As my colleague Max reported a few days ago in his blogpost, we recently developed and released our first Fitbit app. The app is an extension for the Home Connect ecosystem of BSH, with which you can control your home appliances in your Smart Home with the help of a Smartwatch.

Especially the frontend of such a Fitbit application has some special features, which I would like to point out in this blogpost.

Design on 348x250 pixels

It seems quite trivial at first, but due to the low resolution of 348x250 pixels for the Fitbit Ionic, respectively 300x300px for the Fitbit Versa (Lite), compared to a big screen you have to rethink a bit. So in our example you don’t have a menu or a list for the selection of your home appliances, but you simply swipe to the right or left. This doesn’t seem very intuitive at first glance, but Fitbit has already thought about it and provides various components that are explained in this guide.

Components

One of these components is the Panorama View described above, which allows the user to swipe from right to left. In addition, pagination points are automatically displayed, which tell the user how many pages he can scroll through and which page he is currently on.

Home Connect Fitbit
The Home Connect App using the "Panorama View" Component

There are other such predefined view components, such as the Scroll View, where the view is taller than the actual screen and the user can scroll further down. Or a Tile List, which allows scrolling vertically through a list of items.

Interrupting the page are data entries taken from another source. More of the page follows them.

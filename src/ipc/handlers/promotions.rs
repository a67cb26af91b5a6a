use crate::ipc::error::respond;
use crate::ipc::helpers::{optional_str, required_str, workspace};
use crate::ipc::types::{AppState, Request};
use serde_json::json;

fn handle_submit_rule(state: &AppState, req: &Request) -> serde_json::Value {
    let ws = match workspace(state) {
        Ok(ws) => ws,
        Err(e) => return e.response(&req.id),
    };
    let class_id = match required_str(req, "classId") {
        Ok(v) => v,
        Err(e) => return e.response(&req.id),
    };
    let next_class_id = match optional_str(req, "nextClassId") {
        Ok(v) => v,
        Err(e) => return e.response(&req.id),
    };
    respond(
        &req.id,
        &req.method,
        ws.promotions.submit_promotion(class_id, next_class_id),
    )
}

fn handle_list_rules(state: &AppState, req: &Request) -> serde_json::Value {
    let ws = match workspace(state) {
        Ok(ws) => ws,
        Err(e) => return e.response(&req.id),
    };
    respond(
        &req.id,
        &req.method,
        ws.promotions
            .list_promotion_rules()
            .map(|rules| json!({ "rules": rules })),
    )
}

fn handle_reset_rules(state: &AppState, req: &Request) -> serde_json::Value {
    let ws = match workspace(state) {
        Ok(ws) => ws,
        Err(e) => return e.response(&req.id),
    };
    respond(
        &req.id,
        &req.method,
        ws.promotions
            .reset_promotion_rules()
            .map(|removed| json!({ "removed": removed })),
    )
}

fn handle_promote(state: &AppState, req: &Request) -> serde_json::Value {
    let ws = match workspace(state) {
        Ok(ws) => ws,
        Err(e) => return e.response(&req.id),
    };
    let term_id = match required_str(req, "termId") {
        Ok(v) => v,
        Err(e) => return e.response(&req.id),
    };
    respond(&req.id, &req.method, ws.promotions.promote_students(term_id))
}

fn handle_undo(state: &AppState, req: &Request) -> serde_json::Value {
    let ws = match workspace(state) {
        Ok(ws) => ws,
        Err(e) => return e.response(&req.id),
    };
    let term_id = match required_str(req, "previousTermId") {
        Ok(v) => v,
        Err(e) => return e.response(&req.id),
    };
    respond(&req.id, &req.method, ws.promotions.undo_promotion(term_id))
}

fn handle_last(state: &AppState, req: &Request) -> serde_json::Value {
    let ws = match workspace(state) {
        Ok(ws) => ws,
        Err(e) => return e.response(&req.id),
    };
    respond(
        &req.id,
        &req.method,
        ws.promotions
            .last_promotion()
            .map(|event| json!({ "event": event })),
    )
}

pub fn try_handle(state: &AppState, req: &Request) -> Option<serde_json::Value> {
    match req.method.as_str() {
        "promotions.submitRule" => Some(handle_submit_rule(state, req)),
        "promotions.listRules" => Some(handle_list_rules(state, req)),
        "promotions.resetRules" => Some(handle_reset_rules(state, req)),
        "promotions.promote" => Some(handle_promote(state, req)),
        "promotions.undo" => Some(handle_undo(state, req)),
        "promotions.last" => Some(handle_last(state, req)),
        _ => None,
    }
}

But not only for such views there are widgets - also for smaller parts of a Fitbit UI. Examples are Buttons or Text Components in different layouts and variations.

SVG and interaction with Javascript

If you have clicked on one of the links in the upper paragraph, you will notice that the code examples are all embedded in an <svg> tag. And indeed - while SVG from other application areas is better known from single icons and animations, Fitbit describes the complete UI in SVG .gui files. So it’s worth getting familiar with SVG and its basic principles before developing a Fitbit UI.

Fortunately, you don’t just have to live with hard-coded SVG elements. With the help of the app logic written in Javascript (or in our case Typescript), you can interact with the UI, more precisely with the HTML DOM objects. A simple example:

<svg>
  <text id="dino">All dinosaurs clap in time!</text>
</svg>

With Javascript we simply change the text:

let dino = document.getElementById("dino");
dino.text = "But dinosaurs have arms too short!";

So you can react to user interactions at runtime and adjust the UI accordingly. But unfortunately this has its pitfalls…

Dynamic generation of content

…namely the dynamic generation of content. Existing SVG elements can be changed, but no new ones can be added. In our example with the home appliances this was a real problem, because we display a variable number of home appliances - depending on how many the user has paired. Our workaround for this was to create a maximum number of home appliances as SVG elements, hide them by default and then enable them for each paired appliance using Javascript.

However, there is already a Fitbit component that generates elements and it’s called Virtual Tile List. Unfortunately, this only helps in a relatively special case.

We hope that Fitbit will continue to evolve in the future - at the moment you still have the feeling that you can only use a small part of the actual SVG and Javascript possibilities. Nevertheless, the development was a lot of fun - and who wouldn’t want to James Bond-like tell his watch to brew a coffee?!